Life pays universe a ‘heat tax’ to run precise chemical reactions Premium
The Hindu
A study reveals that cells produce excess heat as a 'tax' for maintaining chemical reactions far from equilibrium for efficiency.
Living things dump a lot of heat into their surroundings.
The universe is strict about conserving energy. If there’s a soup of cells and you make them settle down and work together in orderly fashion, you reduce the system’s entropy. In return you need to pay a ‘tax’ to the universe, to account for the drop in entropy. Scientists have interpreted the heat dumped by living things to be this tax.
There’s a problem, however: it’s two orders of magnitude higher than it needs to be to account for the entropy. What could the rest of the heat be about?

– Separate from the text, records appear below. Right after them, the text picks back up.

//! # Clock
//!
//! Monotonic time source and the pacing arithmetic used by the loop check.

use std::time::{Duration, Instant};

/// Point in monotonic time.
pub type Time = Instant;

/// Default loop period of a node that does not configure one.
pub const DEFAULT_PERIOD: Duration = Duration::from_millis(100);

/// Current monotonic time.
#[must_use]
pub fn now() -> Time {
    Instant::now()
}

/// What the loop check should do after an iteration took `elapsed`.
#[derive(Debug, Clone, Copy, PartialEq, Eq)]
pub enum Pacing {
    /// The iteration finished early; sleep for the remainder of the period.
    Sleep(Duration),
    /// The iteration took at least a full period; carry on immediately.
    Overrun(Duration),
}

/// Compare an iteration's duration against the period.
///
/// There is no catch-up: an overrun is reported by how much the period was
/// exceeded and the next iteration simply starts late.
#[must_use]
pub fn pacing(period: Duration, elapsed: Duration) -> Pacing {
    match period.checked_sub(elapsed) {
        Some(remaining) if !remaining.is_zero() => Pacing::Sleep(remaining),
        _ => Pacing::Overrun(elapsed.saturating_sub(period)),
    }
}

/// Period of a loop running at `hz` iterations per second.
///
/// Returns `None` for non-positive or non-finite rates.
#[must_use]
pub fn period_from_hz(hz: f64) -> Option<Duration> {
    if !hz.is_finite() || hz <= 0.0 {
        return None;
    }
    Duration::try_from_secs_f64(1.0 / hz).ok()
}

/// Period from a number of seconds, rejecting non-positive or non-finite
/// values.
#[must_use]
pub fn period_from_secs(secs: f64) -> Option<Duration> {
    if !secs.is_finite() || secs <= 0.0 {
        return None;
    }
    Duration::try_from_secs_f64(secs).ok()
}
//! # Topic
//!
//! A thread-safe channel holding the most recent publishes of one payload
//! type, each tagged with a strictly increasing sequence number.

use std::any::{Any, TypeId};
use std::collections::VecDeque;
use std::sync::Arc;

use parking_lot::Mutex;
use tracing::trace;

use crate::DEFAULT_QUEUE_SIZE;

/// Per-topic publish counter. The first publish is sequence 1.
pub type Seq = u64;

/// Mutable topic state, only ever touched under the topic lock.
struct TopicState<T> {
    /// Buffered publishes, oldest first. Shared so consumers can read them
    /// after the lock is released.
    queue: VecDeque<(Seq, Arc<T>)>,
    /// Retention bound applied on publish.
    queue_size: usize,
    /// Sequence number of the newest publish (0 = never published).
    newest: Seq,
}

/// Bounded-history pub/sub channel.
///
/// Producers call [`Topic::publish`]; consumers poll with [`Topic::update`]
/// (latest value) or [`Topic::drain`] (every buffered value) while keeping
/// their own cursor. There are no condition variables: consumers are never
/// woken, they poll on their own schedule.
pub struct Topic<T> {
    name: Arc<str>,
    state: Mutex<TopicState<T>>,
}

impl<T> Topic<T> {
    /// Create an empty topic with the default retention bound.
    #[must_use]
    pub fn new(name: impl Into<Arc<str>>) -> Self {
        Self::with_queue_size(name, DEFAULT_QUEUE_SIZE)
    }

    /// Create an empty topic with a custom retention bound.
    #[must_use]
    pub fn with_queue_size(name: impl Into<Arc<str>>, queue_size: usize) -> Self {
        Self {
            name: name.into(),
            state: Mutex::new(TopicState {
                queue: VecDeque::with_capacity(queue_size),
                queue_size,
                newest: 0,
            }),
        }
    }

    /// Topic name.
    #[must_use]
    pub fn name(&self) -> &str {
        &self.name
    }

    /// Append a value and trim the queue to the retention bound.
    ///
    /// Returns the sequence number assigned to `value`.
    pub fn publish(&self, value: T) -> Seq {
        let mut state = self.state.lock();
        state.newest += 1;
        let seq = state.newest;
        state.queue.push_back((seq, Arc::new(value)));

        while state.queue.len() > state.queue_size {
            state.queue.pop_front();
        }

        trace!(topic = %self.name, seq, "Published");
        seq
    }

    /// Queue semantics: invoke `callback` for every buffered value newer than
    /// `cursor`, oldest first, then advance `cursor` to the newest sequence.
    ///
    /// Values that were evicted before this call are skipped. The lock is
    /// only held to snapshot the pending values; `callback` runs after it is
    /// released and may publish to any topic, this one included.
    ///
    /// Returns the number of values delivered.
    pub fn drain<F>(&self, cursor: &mut Seq, mut callback: F) -> usize
    where
        F: FnMut(&T),
    {
        let pending: Vec<Arc<T>> = {
            let state = self.state.lock();
            if *cursor >= state.newest {
                return 0;
            }

            let start = state.queue.partition_point(|(seq, _)| *seq <= *cursor);
            *cursor = state.newest;
            state
                .queue
                .range(start..)
                .map(|(_, value)| Arc::clone(value))
                .collect()
        };

        for value in pending.iter().map(Arc::as_ref) {
            callback(value);
        }
        pending.len()
    }

    /// Change the retention bound.
    ///
    /// Shrinking does not trim immediately; the excess is dropped on the next
    /// publish.
    pub fn set_queue_size(&self, queue_size: usize) {
        self.state.lock().queue_size = queue_size;
    }

    /// Current retention bound.
    #[must_use]
    pub fn queue_size(&self) -> usize {
        self.state.lock().queue_size
    }

    /// Sequence number of the newest publish, 0 if nothing was published.
    #[must_use]
    pub fn sequence(&self) -> Seq {
        self.state.lock().newest
    }

    /// Number of values currently buffered.
    #[must_use]
    pub fn len(&self) -> usize {
        self.state.lock().queue.len()
    }

    /// Whether no value is buffered.
    #[must_use]
    pub fn is_empty(&self) -> bool {
        self.state.lock().queue.is_empty()
    }
}

impl<T: Clone> Topic<T> {
    /// Value semantics: if the newest buffered value is newer than `cursor`,
    /// clone it into `slot` and advance `cursor`.
    ///
    /// Intermediate publishes between two polls are never replayed. Returns
    /// `true` when `slot` was written.
    pub fn update(&self, slot: &mut Option<T>, cursor: &mut Seq) -> bool {
        let state = self.state.lock();
        let Some((seq, value)) = state.queue.back() else {
            return false;
        };
        if *seq <= *cursor {
            return false;
        }

        *slot = Some(T::clone(value));
        *cursor = *seq;
        true
    }

    /// Clone of the newest buffered value, without touching any cursor.
    #[must_use]
    pub fn latest(&self) -> Option<T> {
        self.state.lock().queue.back().map(|(_, value)| T::clone(value))
    }
}

/// Type-erased view of a [`Topic`] as stored by the registry.
///
/// Recovering the typed topic goes through [`ErasedTopic::into_any`] and a
/// checked `Arc::downcast`, never an unchecked cast.
pub trait ErasedTopic: Send + Sync {
    /// Topic name.
    fn name(&self) -> &str;

    /// Payload type name, for diagnostics.
    fn type_name(&self) -> &'static str;

    /// Payload type identity, for the registry's type check.
    fn payload_type(&self) -> TypeId;

    /// Sequence number of the newest publish.
    fn sequence(&self) -> Seq;

    /// Number of values currently buffered.
    fn buffered(&self) -> usize;

    /// Current retention bound.
    fn queue_size(&self) -> usize;

    /// Change the retention bound without knowing the payload type.
    fn set_queue_size(&self, queue_size: usize);

    /// Upcast for downcasting back to `Topic<T>`.
    fn into_any(self: Arc<Self>) -> Arc<dyn Any + Send + Sync>;
}

impl<T: Send + Sync + 'static> ErasedTopic for Topic<T> {
    fn name(&self) -> &str {
        Topic::name(self)
    }

    fn type_name(&self) -> &'static str {
        std::any::type_name::<T>()
    }

    fn payload_type(&self) -> TypeId {
        TypeId::of::<T>()
    }

    fn sequence(&self) -> Seq {
        Topic::sequence(self)
    }

    fn buffered(&self) -> usize {
        Topic::len(self)
    }

    fn queue_size(&self) -> usize {
        Topic::queue_size(self)
    }

    fn set_queue_size(&self, queue_size: usize) {
        Topic::set_queue_size(self, queue_size);
    }

    fn into_any(self: Arc<Self>) -> Arc<dyn Any + Send + Sync> {
        self
    }
}

#[cfg(test)]
mod tests {
    use super::*;
    use std::sync::{mpsc, Barrier};
    use std::thread;
    use std::time::{Duration, Instant};

    fn collect(topic: &Topic<i32>, cursor: &mut Seq) -> Vec<i32> {
        let mut out = Vec::new();
        topic.drain(cursor, |v| out.push(*v));
        out
    }

    #[test]
    fn test_sequence_increments_by_one() {
        let topic = Topic::new("seq");
        assert_eq!(topic.sequence(), 0);

        for expected in 1..=10 {
            assert_eq!(topic.publish(expected as i32), expected);
            assert_eq!(topic.sequence(), expected);
        }
    }

    #[test]
    fn test_retention_keeps_last_k_in_order() {
        let topic = Topic::with_queue_size("retention", 3);
        for v in 0..10 {
            topic.publish(v);
        }

        let mut cursor = 0;
        assert_eq!(collect(&topic, &mut cursor), vec![7, 8, 9]);
        assert_eq!(cursor, 10);
    }

    #[test]
    fn test_drain_delivers_each_value_once() {
        let topic = Topic::new("once");
        let mut cursor = 0;

        topic.publish(1);
        topic.publish(2);
        assert_eq!(collect(&topic, &mut cursor), vec![1, 2]);
        assert!(collect(&topic, &mut cursor).is_empty());

        topic.publish(3);
        assert_eq!(collect(&topic, &mut cursor), vec![3]);
    }

    #[test]
    fn test_drain_skips_evicted_values() {
        let topic = Topic::with_queue_size("evict", 2);
        let mut cursor = 0;

        topic.publish(1);
        assert_eq!(collect(&topic, &mut cursor), vec![1]);

        // 2 and 3 are evicted before the next poll
        for v in 2..=5 {
            topic.publish(v);
        }
        assert_eq!(collect(&topic, &mut cursor), vec![4, 5]);
        assert_eq!(cursor, 5);
    }

    #[test]
    fn test_update_returns_latest_only() {
        let topic = Topic::new("latest");
        let mut slot = None;
        let mut cursor = 0;

        assert!(!topic.update(&mut slot, &mut cursor));
        assert_eq!(slot, None);

        topic.publish(10);
        topic.publish(20);
        topic.publish(30);
        assert!(topic.update(&mut slot, &mut cursor));
        assert_eq!(slot, Some(30));
        assert_eq!(cursor, 3);
    }

    #[test]
    fn test_update_is_idempotent_without_publish() {
        let topic = Topic::new("idem");
        let mut slot = None;
        let mut cursor = 0;

        topic.publish(7);
        assert!(topic.update(&mut slot, &mut cursor));

        slot = Some(99);
        assert!(!topic.update(&mut slot, &mut cursor));
        assert_eq!(slot, Some(99));
        assert_eq!(cursor, 1);
    }

    #[test]
    fn test_shrinking_queue_is_lazy() {
        let topic = Topic::new("shrink");
        for v in 0..4 {
            topic.publish(v);
        }
        assert_eq!(topic.len(), 4);

        topic.set_queue_size(1);
        assert_eq!(topic.len(), 4);
        assert_eq!(topic.queue_size(), 1);

        topic.publish(4);
        assert_eq!(topic.len(), 1);
        assert_eq!(topic.latest(), Some(4));
    }

    #[test]
    fn test_zero_queue_size_still_advances_sequence() {
        let topic = Topic::with_queue_size("zero", 0);
        topic.publish(1);
        assert!(topic.is_empty());
        assert_eq!(topic.sequence(), 1);

        let mut cursor = 0;
        assert!(collect(&topic, &mut cursor).is_empty());
        assert_eq!(cursor, 1);
    }

    #[test]
    fn test_erased_view() {
        let topic: Arc<Topic<String>> = Arc::new(Topic::new("erased"));
        topic.publish("a".to_string());

        let erased: Arc<dyn ErasedTopic> = topic.clone();
        assert_eq!(erased.name(), "erased");
        assert_eq!(erased.payload_type(), TypeId::of::<String>());
        assert_eq!(erased.sequence(), 1);
        assert_eq!(erased.buffered(), 1);

        let back = erased.into_any().downcast::<Topic<String>>().unwrap();
        assert!(Arc::ptr_eq(&back, &topic));
    }

    #[test]
    fn test_slow_drain_does_not_block_publisher() {
        let topic = Arc::new(Topic::new("slow"));
        topic.publish(1);

        let (started_tx, started_rx) = mpsc::channel();
        let consumer = {
            let topic = Arc::clone(&topic);
            thread::spawn(move || {
                let mut cursor = 0;
                topic.drain(&mut cursor, |_| {
                    started_tx.send(()).unwrap();
                    thread::sleep(Duration::from_millis(300));
                })
            })
        };

        started_rx.recv().unwrap();
        let before = Instant::now();
        topic.publish(2);
        assert!(before.elapsed() < Duration::from_millis(100));

        assert_eq!(consumer.join().unwrap(), 1);
        assert_eq!(topic.sequence(), 2);
    }

    #[test]
    fn test_callback_may_publish_to_own_topic() {
        let topic = Topic::with_queue_size("echo", 8);
        topic.publish(1);

        let mut cursor = 0;
        topic.drain(&mut cursor, |v| {
            topic.publish(v + 10);
        });
        assert_eq!(cursor, 1);
        assert_eq!(collect(&topic, &mut cursor), vec![11]);
    }

    #[test]
    fn test_cross_forwarding_between_topics_completes() {
        let a = Arc::new(Topic::with_queue_size("a", 64));
        let b = Arc::new(Topic::with_queue_size("b", 64));
        for v in 0..10 {
            a.publish(v);
            b.publish(v);
        }

        let barrier = Arc::new(Barrier::new(2));
        let (done_tx, done_rx) = mpsc::channel();
        for (from, to) in [(Arc::clone(&a), Arc::clone(&b)), (Arc::clone(&b), Arc::clone(&a))] {
            let barrier = Arc::clone(&barrier);
            let done_tx = done_tx.clone();
            thread::spawn(move || {
                let mut cursor = 0;
                barrier.wait();
                from.drain(&mut cursor, |v| {
                    thread::sleep(Duration::from_millis(5));
                    to.publish(*v);
                });
                done_tx.send(()).unwrap();
            });
        }

        for _ in 0..2 {
            done_rx
                .recv_timeout(Duration::from_secs(2))
                .expect("forwarding threads deadlocked");
        }
        // Each side forwarded at least the ten values it started with
        assert!(a.sequence() >= 20);
        assert!(b.sequence() >= 20);
    }

    #[test]
    fn test_concurrent_publishers_never_repeat_sequence() {
        let topic = Arc::new(Topic::with_queue_size("contended", 1000));
        let handles: Vec<_> = (0..4)
            .map(|t| {
                let topic = Arc::clone(&topic);
                thread::spawn(move || {
                    (0..250)
                        .map(|i| topic.publish(t * 1000 + i))
                        .collect::<Vec<_>>()
                })
            })
            .collect();

        let mut seqs: Vec<Seq> = handles
            .into_iter()
            .flat_map(|h| h.join().unwrap())
            .collect();
        seqs.sort_unstable();
        seqs.dedup();

        assert_eq!(seqs.len(), 1000);
        assert_eq!(topic.sequence(), 1000);
    }
}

A new study by University of Freiburg, STFC Daresbury Laboratory, and University of Edinburgh researchers has argued that life produces so much heat because of how cells optimise their chemistry.
Cells have thousands of chemical reactions happening all the time. To work well, these reaction networks need to be precise and robust without trading off speed. When cells build proteins, they need to avoid making mistakes like putting the wrong amino acid in the chain. When cells build structures like their ‘skeleton’, they need to make parts of very particular sizes. And when they respond to stress, like sudden heat, they need to react quickly.
The researchers have proposed that cells achieve all these different goals using the same chemical setup, so to speak, i.e. they create chemical cycles that are driven far from equilibrium — like pushing a merry-go-round really hard instead of letting it just slow down once molecules have had their turns on it.